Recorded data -
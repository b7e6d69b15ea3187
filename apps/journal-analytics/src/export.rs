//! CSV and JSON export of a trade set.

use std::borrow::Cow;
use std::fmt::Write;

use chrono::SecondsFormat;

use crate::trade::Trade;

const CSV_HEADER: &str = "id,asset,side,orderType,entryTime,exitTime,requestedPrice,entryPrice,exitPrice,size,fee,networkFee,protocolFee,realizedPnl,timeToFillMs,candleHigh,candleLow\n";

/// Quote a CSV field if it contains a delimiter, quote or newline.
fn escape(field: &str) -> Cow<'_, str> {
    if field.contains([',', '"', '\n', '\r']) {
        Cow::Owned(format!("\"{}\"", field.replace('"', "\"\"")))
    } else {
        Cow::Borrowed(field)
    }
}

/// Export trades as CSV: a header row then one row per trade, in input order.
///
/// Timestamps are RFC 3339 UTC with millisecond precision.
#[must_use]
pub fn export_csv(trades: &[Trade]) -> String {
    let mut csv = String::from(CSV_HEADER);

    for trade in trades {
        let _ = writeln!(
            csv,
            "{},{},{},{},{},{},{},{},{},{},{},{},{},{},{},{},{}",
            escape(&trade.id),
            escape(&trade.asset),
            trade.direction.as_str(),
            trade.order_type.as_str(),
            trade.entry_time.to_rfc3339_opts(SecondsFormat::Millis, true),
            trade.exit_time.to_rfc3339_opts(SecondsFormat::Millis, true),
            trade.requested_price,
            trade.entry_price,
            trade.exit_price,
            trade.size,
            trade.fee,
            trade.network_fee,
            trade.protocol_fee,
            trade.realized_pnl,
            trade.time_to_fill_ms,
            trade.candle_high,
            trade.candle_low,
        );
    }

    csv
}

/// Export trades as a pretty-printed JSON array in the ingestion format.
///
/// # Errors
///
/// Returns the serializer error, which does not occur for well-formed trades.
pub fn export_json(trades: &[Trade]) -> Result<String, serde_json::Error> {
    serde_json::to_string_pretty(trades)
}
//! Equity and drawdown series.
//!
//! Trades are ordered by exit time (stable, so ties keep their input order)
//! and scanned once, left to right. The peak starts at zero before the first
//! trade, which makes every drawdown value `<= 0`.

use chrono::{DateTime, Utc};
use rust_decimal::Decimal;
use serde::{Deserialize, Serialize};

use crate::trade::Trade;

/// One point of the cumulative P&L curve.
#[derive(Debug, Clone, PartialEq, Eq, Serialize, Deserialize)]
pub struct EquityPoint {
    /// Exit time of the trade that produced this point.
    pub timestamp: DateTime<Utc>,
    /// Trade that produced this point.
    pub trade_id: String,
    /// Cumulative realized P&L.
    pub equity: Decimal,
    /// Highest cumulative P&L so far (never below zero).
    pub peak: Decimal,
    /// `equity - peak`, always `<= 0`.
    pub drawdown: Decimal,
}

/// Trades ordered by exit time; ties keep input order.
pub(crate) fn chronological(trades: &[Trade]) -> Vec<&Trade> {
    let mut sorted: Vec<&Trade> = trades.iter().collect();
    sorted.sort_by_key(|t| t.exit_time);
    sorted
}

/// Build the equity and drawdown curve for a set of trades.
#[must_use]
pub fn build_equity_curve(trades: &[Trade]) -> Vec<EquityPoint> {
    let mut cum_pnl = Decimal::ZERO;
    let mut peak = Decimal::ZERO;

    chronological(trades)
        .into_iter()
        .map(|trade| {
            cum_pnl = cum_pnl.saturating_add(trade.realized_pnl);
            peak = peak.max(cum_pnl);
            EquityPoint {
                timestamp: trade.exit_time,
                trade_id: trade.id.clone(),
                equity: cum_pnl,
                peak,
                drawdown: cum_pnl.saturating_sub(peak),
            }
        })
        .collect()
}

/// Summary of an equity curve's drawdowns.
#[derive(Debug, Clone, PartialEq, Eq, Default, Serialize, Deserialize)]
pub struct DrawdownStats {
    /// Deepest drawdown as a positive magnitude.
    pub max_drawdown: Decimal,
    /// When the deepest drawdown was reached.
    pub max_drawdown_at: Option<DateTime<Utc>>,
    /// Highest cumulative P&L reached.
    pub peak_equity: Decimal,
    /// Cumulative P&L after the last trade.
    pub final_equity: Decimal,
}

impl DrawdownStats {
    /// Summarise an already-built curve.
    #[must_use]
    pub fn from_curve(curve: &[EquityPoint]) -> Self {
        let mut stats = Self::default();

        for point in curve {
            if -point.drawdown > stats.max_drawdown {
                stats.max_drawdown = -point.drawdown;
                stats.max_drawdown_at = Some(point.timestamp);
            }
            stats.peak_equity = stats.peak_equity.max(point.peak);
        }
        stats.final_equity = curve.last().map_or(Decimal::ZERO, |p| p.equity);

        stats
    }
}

Task statement - Take the lines above and print them exactly.

Response to the task -
repository b7e6d69b15ea3187
filename apps/journal-analytics/src/export.rs
//! CSV and JSON export of a trade set.

use std::borrow::Cow;
use std::fmt::Write;

use chrono::SecondsFormat;

use crate::trade::Trade;

const CSV_HEADER: &str = "id,asset,side,orderType,entryTime,exitTime,requestedPrice,entryPrice,exitPrice,size,fee,networkFee,protocolFee,realizedPnl,timeToFillMs,candleHigh,candleLow\n";

/// Quote a CSV field if it contains a delimiter, quote or newline.
fn escape(field: &str) -> Cow<'_, str> {
    if field.contains([',', '"', '\n', '\r']) {
        Cow::Owned(format!("\"{}\"", field.replace('"', "\"\"")))
    } else {
        Cow::Borrowed(field)
    }
}

/// Export trades as CSV: a header row then one row per trade, in input order.
///
/// Timestamps are RFC 3339 UTC with millisecond precision.
#[must_use]
pub fn export_csv(trades: &[Trade]) -> String {
    let mut csv = String::from(CSV_HEADER);

    for trade in trades {
        let _ = writeln!(
            csv,
            "{},{},{},{},{},{},{},{},{},{},{},{},{},{},{},{},{}",
            escape(&trade.id),
            escape(&trade.asset),
            trade.direction.as_str(),
            trade.order_type.as_str(),
            trade.entry_time.to_rfc3339_opts(SecondsFormat::Millis, true),
            trade.exit_time.to_rfc3339_opts(SecondsFormat::Millis, true),
            trade.requested_price,
            trade.entry_price,
            trade.exit_price,
            trade.size,
            trade.fee,
            trade.network_fee,
            trade.protocol_fee,
            trade.realized_pnl,
            trade.time_to_fill_ms,
            trade.candle_high,
            trade.candle_low,
        );
    }

    csv
}

/// Export trades as a pretty-printed JSON array in the ingestion format.
///
/// # Errors
///
/// Returns the serializer error, which does not occur for well-formed trades.
pub fn export_json(trades: &[Trade]) -> Result<String, serde_json::Error> {
    serde_json::to_string_pretty(trades)
}
//! Equity and drawdown series.
//!
//! Trades are ordered by exit time (stable, so ties keep their input order)
//! and scanned once, left to right. The peak starts at zero before the first
//! trade, which makes every drawdown value `<= 0`.

use chrono::{DateTime, Utc};
use rust_decimal::Decimal;
use serde::{Deserialize, Serialize};

use crate::trade::Trade;

/// One point of the cumulative P&L curve.
#[derive(Debug, Clone, PartialEq, Eq, Serialize, Deserialize)]
pub struct EquityPoint {
    /// Exit time of the trade that produced this point.
    pub timestamp: DateTime<Utc>,
    /// Trade that produced this point.
    pub trade_id: String,
    /// Cumulative realized P&L.
    pub equity: Decimal,
    /// Highest cumulative P&L so far (never below zero).
    pub peak: Decimal,
    /// `equity - peak`, always `<= 0`.
    pub drawdown: Decimal,
}

/// Trades ordered by exit time; ties keep input order.
pub(crate) fn chronological(trades: &[Trade]) -> Vec<&Trade> {
    let mut sorted: Vec<&Trade> = trades.iter().collect();
    sorted.sort_by_key(|t| t.exit_time);
    sorted
}

/// Build the equity and drawdown curve for a set of trades.
#[must_use]
pub fn build_equity_curve(trades: &[Trade]) -> Vec<EquityPoint> {
    let mut cum_pnl = Decimal::ZERO;
    let mut peak = Decimal::ZERO;

    chronological(trades)
        .into_iter()
        .map(|trade| {
            cum_pnl = cum_pnl.saturating_add(trade.realized_pnl);
            peak = peak.max(cum_pnl);
            EquityPoint {
                timestamp: trade.exit_time,
                trade_id: trade.id.clone(),
                equity: cum_pnl,
                peak,
                drawdown: cum_pnl.saturating_sub(peak),
            }
        })
        .collect()
}

/// Summary of an equity curve's drawdowns.
#[derive(Debug, Clone, PartialEq, Eq, Default, Serialize, Deserialize)]
pub struct DrawdownStats {
    /// Deepest drawdown as a positive magnitude.
    pub max_drawdown: Decimal,
    /// When the deepest drawdown was reached.
    pub max_drawdown_at: Option<DateTime<Utc>>,
    /// Highest cumulative P&L reached.
    pub peak_equity: Decimal,
    /// Cumulative P&L after the last trade.
    pub final_equity: Decimal,
}

impl DrawdownStats {
    /// Summarise an already-built curve.
    #[must_use]
    pub fn from_curve(curve: &[EquityPoint]) -> Self {
        let mut stats = Self::default();

        for point in curve {
            if -point.drawdown > stats.max_drawdown {
                stats.max_drawdown = -point.drawdown;
                stats.max_drawdown_at = Some(point.timestamp);
            }
            stats.peak_equity = stats.peak_equity.max(point.peak);
        }
        stats.final_equity = curve.last().map_or(Decimal::ZERO, |p| p.equity);

        stats
    }
}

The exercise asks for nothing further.